Kill the Non-dom Movement: Folly in Fairness Clothing?

Apr 10, 2015

Labour has nailed its colours to the mast and boldly declared that they will eliminate the non-domiciled remittance tax system if elected. What will this Kill the Non-dom movement mean for the future wealth of the UK?

This populist “Tax the Rich” announcement actually had them leap forward in the polls past the Tories. Some politically motivated Labour advisors suggest that the number of super wealthy Non-Doms who will leave the UK if the system is dropped is minimal. They point to their analysis that there was not a huge drop in the number of Non-Doms after the Non-Dom Levy. There are others who determined there was a significant drop. Whichever analysis you believe, you have to remember that we are discussing the impact of a levy of either 30,000 or 50,000 pounds.
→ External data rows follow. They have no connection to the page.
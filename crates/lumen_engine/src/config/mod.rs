//! Configuration system
//!
//! Renderer limits and feature switches, loadable from TOML or RON.

pub use serde::{Deserialize, Serialize};

use crate::render::api::GraphicsApi;

/// Configuration trait
pub trait Config: Serialize + for<'de> Deserialize<'de> + Default {
    /// Load configuration from file
    fn load_from_file(path: &str) -> Result<Self, ConfigError> {
        let contents = std::fs::read_to_string(path).map_err(ConfigError::Io)?;

        // Try different formats
        if path.ends_with(".toml") {
            toml::from_str(&contents).map_err(|e| ConfigError::Parse(e.to_string()))
        } else if path.ends_with(".ron") {
            ron::from_str(&contents).map_err(|e| ConfigError::Parse(e.to_string()))
        } else {
            Err(ConfigError::UnsupportedFormat(path.to_string()))
        }
    }

    /// Save configuration to file
    fn save_to_file(&self, path: &str) -> Result<(), ConfigError> {
        let contents = if path.ends_with(".toml") {
            toml::to_string_pretty(self).map_err(|e| ConfigError::Serialize(e.to_string()))?
        } else if path.ends_with(".ron") {
            ron::ser::to_string_pretty(self, ron::ser::PrettyConfig::default())
                .map_err(|e| ConfigError::Serialize(e.to_string()))?
        } else {
            return Err(ConfigError::UnsupportedFormat(path.to_string()));
        };

        std::fs::write(path, contents).map_err(ConfigError::Io)
    }
}

/// Configuration errors
#[derive(thiserror::Error, Debug)]
pub enum ConfigError {
    /// IO error
    #[error("IO error: {0}")]
    Io(#[from] std::io::Error),

    /// Parse error
    #[error("Parse error: {0}")]
    Parse(String),

    /// Serialization error
    #[error("Serialization error: {0}")]
    Serialize(String),

    /// Unsupported format
    #[error("Unsupported format: {0}")]
    UnsupportedFormat(String),

    /// A value is outside the range the renderer can work with
    #[error("Invalid configuration: {0}")]
    Invalid(String),
}

/// Directional shadow map settings
#[derive(Debug, Clone, PartialEq, Serialize, Deserialize)]
#[serde(default)]
pub struct ShadowConfig {
    /// Whether the shadow pass runs at all
    pub enabled: bool,
    /// Edge length of the square depth map in texels
    pub map_size: u32,
    /// Half extent of the orthographic light frustum in world units
    pub frustum_extent: f32,
    /// Near plane of the light frustum
    pub near: f32,
    /// Far plane of the light frustum
    pub far: f32,
}

impl Default for ShadowConfig {
    fn default() -> Self {
        Self {
            enabled: true,
            map_size: 2048,
            frustum_extent: 20.0,
            near: 0.1,
            far: 50.0,
        }
    }
}

/// Renderer configuration
///
/// Every limit here is read once by `RendererContext::init`; changing the
/// struct afterwards has no effect on a running context.
#[derive(Debug, Clone, PartialEq, Serialize, Deserialize)]
#[serde(default)]
pub struct RendererConfig {
    /// Backend to create at startup
    pub graphics_api: GraphicsApi,
    /// Quads (and circles, glyphs) per batch before a forced flush
    pub max_quads: u32,
    /// Lines per batch before a forced flush
    pub max_lines: u32,
    /// Directional lights bound per scene
    pub max_directional_lights: u32,
    /// Point lights bound per scene
    pub max_point_lights: u32,
    /// Spot lights bound per scene
    pub max_spot_lights: u32,
    /// Largest accepted framebuffer edge in pixels
    pub max_framebuffer_size: u32,
    /// Rasterized line width used for line batches
    pub line_width: f32,
    /// Background clear color [R, G, B, A]
    pub clear_color: [f32; 4],
    /// Shadow pass settings
    pub shadows: ShadowConfig,
}

impl Default for RendererConfig {
    fn default() -> Self {
        Self {
            graphics_api: GraphicsApi::Headless,
            max_quads: 20_000,
            max_lines: 20_000,
            max_directional_lights: 1,
            max_point_lights: 25,
            max_spot_lights: 25,
            max_framebuffer_size: 8192,
            line_width: 2.0,
            clear_color: [0.1, 0.1, 0.1, 1.0],
            shadows: ShadowConfig::default(),
        }
    }
}

impl Config for RendererConfig {}

impl RendererConfig {
    /// Set the quad batch capacity
    pub fn with_max_quads(mut self, max_quads: u32) -> Self {
        self.max_quads = max_quads;
        self
    }

    /// Set the line batch capacity
    pub fn with_max_lines(mut self, max_lines: u32) -> Self {
        self.max_lines = max_lines;
        self
    }

    /// Enable or disable the shadow pass
    pub fn with_shadows(mut self, enabled: bool) -> Self {
        self.shadows.enabled = enabled;
        self
    }

    /// Check limits the renderer depends on
    pub fn validate(&self) -> Result<(), ConfigError> {
        if self.max_quads == 0 || self.max_lines == 0 {
            return Err(ConfigError::Invalid("batch capacities must be non-zero".into()));
        }
        // Quad indices are u32 and each quad consumes four vertices.
        if u64::from(self.max_quads) * 4 > u64::from(u32::MAX) {
            return Err(ConfigError::Invalid(format!(
                "max_quads {} overflows the 32-bit index range",
                self.max_quads
            )));
        }
        if self.max_framebuffer_size == 0 {
            return Err(ConfigError::Invalid("max_framebuffer_size must be non-zero".into()));
        }
        if self.shadows.enabled && self.shadows.map_size == 0 {
            return Err(ConfigError::Invalid("shadow map size must be non-zero".into()));
        }
        if self.shadows.enabled && self.shadows.map_size > self.max_framebuffer_size {
            return Err(ConfigError::Invalid(format!(
                "shadow map size {} exceeds max_framebuffer_size {}",
                self.shadows.map_size, self.max_framebuffer_size
            )));
        }
        Ok(())
    }
}

#[cfg(test)]
mod tests {
    use super::*;

    #[test]
    fn test_defaults_match_renderer_limits() {
        let config = RendererConfig::default();
        assert_eq!(config.max_quads, 20_000);
        assert_eq!(config.max_directional_lights, 1);
        assert_eq!(config.max_point_lights, 25);
        assert_eq!(config.max_spot_lights, 25);
        assert_eq!(config.max_framebuffer_size, 8192);
        assert!(config.validate().is_ok());
    }

    #[test]
    fn test_shadow_map_bounded_by_framebuffer_cap() {
        let mut config = RendererConfig::default();
        config.shadows.map_size = 16_384;
        assert!(matches!(config.validate(), Err(ConfigError::Invalid(_))));

        config.shadows.enabled = false;
        assert!(config.validate().is_ok());

        config.shadows.enabled = true;
        config.shadows.map_size = config.max_framebuffer_size;
        assert!(config.validate().is_ok());
    }

    #[test]
    fn test_partial_toml_falls_back_to_defaults() {
        let config: RendererConfig = toml::from_str(
            r#"
            max_quads = 100

            [shadows]
            enabled = false
            "#,
        )
        .unwrap();

        assert_eq!(config.max_quads, 100);
        assert!(!config.shadows.enabled);
        assert_eq!(config.shadows.map_size, 2048);
        assert_eq!(config.max_point_lights, 25);
    }

    #[test]
    fn test_ron_round_trip() {
        let config = RendererConfig::default().with_max_quads(64);
        let text = ron::ser::to_string(&config).unwrap();
        let parsed: RendererConfig = ron::from_str(&text).unwrap();
        assert_eq!(parsed, config);
    }

    #[test]
    fn test_zero_capacity_is_rejected() {
        let config = RendererConfig::default().with_max_quads(0);
        assert!(matches!(config.validate(), Err(ConfigError::Invalid(_))));
    }

    #[test]
    fn test_unsupported_extension_is_rejected() {
        let result = RendererConfig::load_from_file("renderer.yaml");
        assert!(matches!(result, Err(ConfigError::Io(_)) | Err(ConfigError::UnsupportedFormat(_))));
    }
}
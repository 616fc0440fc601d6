//! Graphics API abstraction
//!
//! The renderer core is written against [`GraphicsBackend`] only. Concrete
//! backends are created once through [`create_backend`].

pub mod backend;
pub mod headless;
pub mod types;

pub use backend::{create_backend, BackendError, BackendResult, GraphicsApi, GraphicsBackend, SharedBackend};
pub use headless::{BackendCommand, HeadlessBackend};
pub use types::{
    AttachmentPoint, BlendMode, BufferDescriptor, BufferId, BufferKind, BufferUsage, ClearFlags, CullMode,
    FramebufferId, FramebufferStatus, PrimitiveTopology, ShaderDescriptor, ShaderId, StencilOp,
    TextureDescriptor, TextureFilter, TextureFormat, TextureId, TextureKind, UniformValue, VertexArrayId,
};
What will getting rid of the Non-dom system mean?

Getting rid of the Non-dom system means imposing worldwide taxation by the UK, which is magnitudes different in impact. As an international tax lawyer and the co-author of “Flight of the Golden Geese” with LSE Professor Emeritus Ian Angell, I have seen the impact of such short-sidedness on a daily basis for 25 years in my law practice.

To a super wealthy Non-Dom, the non-com levy was comparable to their annual legal and accounting bill for compliance. Hardly enough of a hit to cause one to sell up and disrupt one’s life. However, with the abolition of the Non-Dom system the UK taxing on a world-wide basis is a very large fiscal hit. Suddenly the cost of the estate agent fee and limiting your time in the UK to less than 90 days seems quite worthwhile. The problem for your average Brit is that the Non-dom consumer spending in places like London is the petro to the UK economy. With the departure of even a relatively small number of current Non-Dom’s, it isn’t difficult to imagine the devastation in the goods and service industries which depend on this clientele for the bulk of their business.

History repeating: French Election 2012

kill the non-dom - russian roulette?So the British voter is now in the same position as the French voter was in 2012. Should they vote for the candidate who is selling a populist “Tax the Rich” agenda or not? How did that turn out? Quite frankly, like the French who saw the wealthy flee in droves after Hollande was elected, the British people will only know after they cast their ballot whether they just helped the UK commit economic suicide.